Item 10. Additional Information.
Item 10(f) is hereby amended and supplemented as follows:
On October 19, 1999, Parent issued a press release announcing, among
other things, the extension of the period during which the Offer will remain
open. The full text of the press release is set forth in Exhibit (a)(15) and is
incorporated herein by reference.
Item 11. Material to be Filed as Exhibits.
Item 11 of the Schedule 14D-1 is hereby amended and supplemented to add
the following:
Exhibit Number Description
-------------- -----------
Exhibit (a)(15) Press release issued on October 19, 1999
<PAGE>
SIGNATURE
After due inquiry and to the best of my knowledge and belief, I certify
that the information set forth in this statement is true, complete and correct.

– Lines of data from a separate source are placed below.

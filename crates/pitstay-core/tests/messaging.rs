mod common;

use uuid::Uuid;

use common::Harness;
use pitstay_core::BookingError;
use pitstay_types::events::ChangeRecord;
use pitstay_types::models::NotificationType;

#[test]
fn send_bumps_recipient_unread_and_notifies() {
    let h = Harness::new();
    let b = h.request(10);

    let (m, replayed) = h
        .messaging
        .send_message(h.guest, b.id, "  What time is check-in?  ", Some("c-1"))
        .unwrap();
    assert!(!replayed);
    assert_eq!(m.message, "What time is check-in?");

    let conv = h.db.get_conversation(b.id).unwrap().unwrap();
    assert_eq!(conv.participant_1_unread, 0);
    assert_eq!(conv.participant_2_unread, 1);
    assert!(conv.last_message_at.is_some());

    let notes = h.notifications.list(h.host, 10).unwrap();
    assert_eq!(notes[0].kind, NotificationType::NewMessage);

    let events = h.sink.take();
    assert!(events.iter().any(|e| matches!(&e.record, ChangeRecord::Message(msg) if msg.id == m.id)));
}

#[test]
fn resend_with_same_client_ref_is_a_no_op() {
    let h = Harness::new();
    let b = h.request(10);

    let (first, _) = h.messaging.send_message(h.guest, b.id, "hello", Some("c-1")).unwrap();
    h.sink.take();
    let (again, replayed) = h.messaging.send_message(h.guest, b.id, "hello", Some("c-1")).unwrap();

    assert!(replayed);
    assert_eq!(again.id, first.id);
    assert!(h.sink.take().is_empty());
    assert_eq!(h.messaging.list_messages(h.host, b.id, 50).unwrap().len(), 1);
    assert_eq!(h.db.get_conversation(b.id).unwrap().unwrap().participant_2_unread, 1);
}

#[test]
fn client_ref_reused_on_another_booking_is_rejected() {
    let h = Harness::new();
    let first = h.request(10);
    let second = h.request(10);

    h.messaging.send_message(h.guest, first.id, "hello", Some("c-1")).unwrap();
    let err = h
        .messaging
        .send_message(h.guest, second.id, "hello again", Some("c-1"))
        .unwrap_err();

    assert!(matches!(err, BookingError::Validation(_)), "got {err:?}");
    assert!(h.messaging.list_messages(h.host, second.id, 50).unwrap().is_empty());
}

#[test]
fn outsiders_cannot_read_or_write() {
    let h = Harness::new();
    let b = h.request(10);
    let stranger = Uuid::new_v4();

    let err = h.messaging.send_message(stranger, b.id, "hi", None).unwrap_err();
    assert!(matches!(err, BookingError::Unauthorized(_)));
    let err = h.messaging.list_messages(stranger, b.id, 10).unwrap_err();
    assert!(matches!(err, BookingError::Unauthorized(_)));
}

#[test]
fn blank_or_oversized_text_is_invalid() {
    let h = Harness::new();
    let b = h.request(10);

    let err = h.messaging.send_message(h.guest, b.id, "   ", None).unwrap_err();
    assert!(matches!(err, BookingError::Validation(_)));

    let long = "x".repeat(pitstay_core::messaging::MAX_MESSAGE_LEN + 1);
    let err = h.messaging.send_message(h.guest, b.id, &long, None).unwrap_err();
    assert!(matches!(err, BookingError::Validation(_)));
}

#[test]
fn mark_conversation_read_only_touches_received_messages() {
    let h = Harness::new();
    let b = h.request(10);
    h.messaging.send_message(h.guest, b.id, "one", None).unwrap();
    h.messaging.send_message(h.guest, b.id, "two", None).unwrap();
    h.messaging.send_message(h.host, b.id, "reply", None).unwrap();

    assert_eq!(h.messaging.mark_conversation_read(h.host, b.id).unwrap(), 2);
    assert_eq!(h.messaging.mark_conversation_read(h.host, b.id).unwrap(), 0);

    let conv = h.db.get_conversation(b.id).unwrap().unwrap();
    assert_eq!(conv.participant_2_unread, 0);
    assert_eq!(conv.participant_1_unread, 1);

    let messages = h.messaging.list_messages(h.guest, b.id, 50).unwrap();
    let texts: Vec<_> = messages.iter().map(|m| (m.message.as_str(), m.read)).collect();
    assert_eq!(texts, vec![("one", true), ("two", true), ("reply", false)]);
}
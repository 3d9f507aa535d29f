use chrono::{DateTime, Utc};
use uuid::Uuid;

use pitstay_types::api::ErrorKind;
use pitstay_types::models::BookingStatus;

/// Every failure a booking, ledger, messaging or notification operation can
/// report. Only `Server` is unexpected; the rest are outcomes the caller
/// must handle.
#[derive(Debug, thiserror::Error)]
pub enum BookingError {
    #[error("{0}")]
    Validation(String),

    #[error("insufficient points: balance {balance}, required {required}")]
    InsufficientPoints { balance: i64, required: i64 },

    #[error("{0}")]
    Unauthorized(String),

    #[error("{entity} {id} not found")]
    NotFound { entity: &'static str, id: Uuid },

    #[error("cannot move booking from {from} to {to}")]
    InvalidTransition { from: BookingStatus, to: BookingStatus },

    #[error("booking is {actual}, expected {expected}")]
    Conflict { expected: BookingStatus, actual: BookingStatus },

    #[error("host response deadline passed at {deadline}")]
    Expired { deadline: DateTime<Utc> },

    #[error(transparent)]
    Server(#[from] anyhow::Error),
}

impl BookingError {
    pub fn validation(msg: impl Into<String>) -> Self {
        Self::Validation(msg.into())
    }

    pub fn unauthorized(msg: impl Into<String>) -> Self {
        Self::Unauthorized(msg.into())
    }

    pub fn kind(&self) -> ErrorKind {
        match self {
            Self::Validation(_) => ErrorKind::Validation,
            Self::InsufficientPoints { .. } => ErrorKind::InsufficientPoints,
            Self::Unauthorized(_) => ErrorKind::Unauthorized,
            Self::NotFound { .. } => ErrorKind::NotFound,
            Self::InvalidTransition { .. } => ErrorKind::InvalidTransition,
            Self::Conflict { .. } => ErrorKind::Conflict,
            Self::Expired { .. } => ErrorKind::Expired,
            Self::Server(_) => ErrorKind::Server,
        }
    }
}

pub type Result<T> = std::result::Result<T, BookingError>;
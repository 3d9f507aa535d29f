//! Client side of the sync layer: caches that reconcile server-confirmed
//! rows with optimistic local state, a change-feed connection that survives
//! disconnects, and guarded booking actions.

pub mod actions;
pub mod backoff;
pub mod broker;
pub mod cache;
pub mod connection;
pub mod error;
pub mod inflight;
pub mod notifications;
pub mod transport;

pub use actions::{Intent, SendOutcome};
pub use backoff::ReconnectPolicy;
pub use broker::{RealtimeSyncBroker, SyncConfig};
pub use connection::ConnectionState;
pub use error::{ClientError, Result};
pub use inflight::InFlightRegistry;
pub use notifications::NotificationDispatcher;
pub use transport::{Api, FeedConnector, FeedStream, HttpApi, WsConnector};
//! Seams between the sync layer and the network. `HttpApi` and
//! `WsConnector` are the real implementations.

mod http;
mod ws;

pub use http::HttpApi;
pub use ws::{WsConnector, WsFeed};

use async_trait::async_trait;
use uuid::Uuid;

use pitstay_types::api::{
    BalanceResponse, BookingResponse, CancelRequest, MarkReadResponse, RespondRequest,
    SendMessageRequest, SendMessageResponse, SweepResponse, TransitionGuard,
};
use pitstay_types::events::{GatewayEvent, Topic};
use pitstay_types::models::{Booking, Message, Notification, PointsTransaction};

use crate::error::Result;

/// REST calls made on behalf of the signed-in user.
#[async_trait]
pub trait Api: Send + Sync {
    async fn bookings(&self) -> Result<Vec<Booking>>;
    async fn booking(&self, booking_id: Uuid) -> Result<Booking>;
    async fn respond(&self, booking_id: Uuid, req: &RespondRequest) -> Result<BookingResponse>;
    async fn confirm(&self, booking_id: Uuid, guard: &TransitionGuard) -> Result<BookingResponse>;
    async fn cancel(&self, booking_id: Uuid, req: &CancelRequest) -> Result<BookingResponse>;
    async fn complete(&self, booking_id: Uuid, guard: &TransitionGuard) -> Result<BookingResponse>;
    async fn sweep(&self) -> Result<SweepResponse>;

    async fn messages(&self, booking_id: Uuid, limit: u32) -> Result<Vec<Message>>;
    async fn send_message(&self, booking_id: Uuid, req: &SendMessageRequest) -> Result<SendMessageResponse>;
    async fn mark_conversation_read(&self, booking_id: Uuid) -> Result<MarkReadResponse>;

    async fn balance(&self) -> Result<BalanceResponse>;
    async fn transactions(&self, limit: u32) -> Result<Vec<PointsTransaction>>;

    async fn notifications(&self, limit: u32) -> Result<Vec<Notification>>;
    async fn mark_notification_read(&self, notification_id: Uuid) -> Result<MarkReadResponse>;
    async fn mark_all_notifications_read(&self) -> Result<MarkReadResponse>;
}

/// Opens change-feed connections.
#[async_trait]
pub trait FeedConnector: Send + Sync {
    async fn connect(&self) -> Result<Box<dyn FeedStream>>;
}

/// One open change-feed connection.
#[async_trait]
pub trait FeedStream: Send {
    async fn subscribe(&mut self, topics: Vec<Topic>) -> Result<()>;

    /// Next server event. `None` once the connection has closed.
    async fn next_event(&mut self) -> Option<Result<GatewayEvent>>;
}
use axum::{
    Extension, Json,
    extract::{Path, State},
    http::StatusCode,
    response::IntoResponse,
};
use uuid::Uuid;

use pitstay_types::api::{
    BookingResponse, CancelRequest, Claims, CreateBookingRequest, RespondRequest, SweepResponse,
    TransitionGuard,
};
use pitstay_types::models::Booking;

use crate::auth::AppState;
use crate::error::{ApiError, run_blocking};

pub async fn list_bookings(
    State(state): State<AppState>,
    Extension(claims): Extension<Claims>,
) -> Result<Json<Vec<Booking>>, ApiError> {
    let bookings = run_blocking(move || state.engine.bookings_for_user(claims.sub)).await?;
    Ok(Json(bookings))
}

pub async fn create_booking(
    State(state): State<AppState>,
    Extension(claims): Extension<Claims>,
    Json(req): Json<CreateBookingRequest>,
) -> Result<impl IntoResponse, ApiError> {
    let booking = run_blocking(move || state.engine.request_booking(claims.sub, req)).await?;
    Ok((StatusCode::CREATED, Json(booking)))
}

pub async fn get_booking(
    State(state): State<AppState>,
    Path(booking_id): Path<Uuid>,
    Extension(claims): Extension<Claims>,
) -> Result<Json<Booking>, ApiError> {
    let booking = run_blocking(move || state.engine.get_booking(claims.sub, booking_id)).await?;
    Ok(Json(booking))
}

pub async fn respond(
    State(state): State<AppState>,
    Path(booking_id): Path<Uuid>,
    Extension(claims): Extension<Claims>,
    Json(req): Json<RespondRequest>,
) -> Result<Json<BookingResponse>, ApiError> {
    let resp = run_blocking(move || state.engine.respond(claims.sub, booking_id, &req)).await?;
    Ok(Json(resp))
}

/// Body is optional; an empty POST confirms without a guard.
pub async fn confirm(
    State(state): State<AppState>,
    Path(booking_id): Path<Uuid>,
    Extension(claims): Extension<Claims>,
    guard: Option<Json<TransitionGuard>>,
) -> Result<Json<BookingResponse>, ApiError> {
    let guard = guard.map(|Json(g)| g).unwrap_or_default();
    let resp = run_blocking(move || state.engine.confirm(claims.sub, booking_id, &guard)).await?;
    Ok(Json(resp))
}

pub async fn cancel(
    State(state): State<AppState>,
    Path(booking_id): Path<Uuid>,
    Extension(claims): Extension<Claims>,
    Json(req): Json<CancelRequest>,
) -> Result<Json<BookingResponse>, ApiError> {
    let resp = run_blocking(move || state.engine.cancel(claims.sub, booking_id, &req)).await?;
    Ok(Json(resp))
}

pub async fn complete(
    State(state): State<AppState>,
    Path(booking_id): Path<Uuid>,
    Extension(claims): Extension<Claims>,
    guard: Option<Json<TransitionGuard>>,
) -> Result<Json<BookingResponse>, ApiError> {
    let guard = guard.map(|Json(g)| g).unwrap_or_default();
    let resp = run_blocking(move || state.engine.complete(claims.sub, booking_id, &guard)).await?;
    Ok(Json(resp))
}

/// Client-triggered expiry pass, run on session start.
pub async fn sweep(
    State(state): State<AppState>,
    Extension(_claims): Extension<Claims>,
) -> Result<Json<SweepResponse>, ApiError> {
    let expired = run_blocking(move || state.engine.sweep()).await?;
    Ok(Json(SweepResponse { expired }))
}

Dated: October 19, 1999 Suez Lyonnaise des Eaux
By: /s/ FRANCOIS JACLOT
-----------------------
Name: Francois Jaclot
Title: Member of the Executive Board
Dated: October 19, 1999 Lyonnaise American Holding, Inc.
By: /s/ JOSEPH V. BOYLE
-----------------------
Name: Joseph V. Boyle
Title: Vice President
Dated: October 19, 1999 Leo Holding Company
By: /s/ PATRICK BUFFET
-----------------------
Name: Patrick Buffet
Title: Director
Dated: October 19, 1999 H2O Acquisition Co.
By: /s/ Philippe Brongniart
-----------------------
Name: Philippe Brongniart
Title: Director
SUEZ LYONNAISE DES EAUX NEWS
Tuesday, October 19, 1999
Suez Lyonnaise des Eaux Extends Nalco Tender Offer
Paris, France and Naperville, Illinois - Suez Lyonnaise des Eaux (Paris
Bourse: LY), a world leader in private infrastructure services, today announced
that it has extended the period for its tender offer for shares of Nalco
Chemical Company (NYSE: NLC), a leading provider of water treatment services and
products, to 12:00 midnight, New York City time, on Monday, November 8, 1999.
The offer by H2O Acquisition Co., a wholly owned subsidiary of Suez Lyonnaise,
had previously been scheduled to expire at 12:00 midnight on Tuesday, October
19, 1999.
Approval under the Hart-Scott-Rodino Antitrust Improvements Act of 1976
from the U.S. Federal Trade Commission is still pending. Nalco and Suez
Lyonnaise are in the process of responding to a request from the U.S. Federal
Trade Commission for additional information and documents. The European
Commission granted clearance of the pending acquisition on August 24, 1999.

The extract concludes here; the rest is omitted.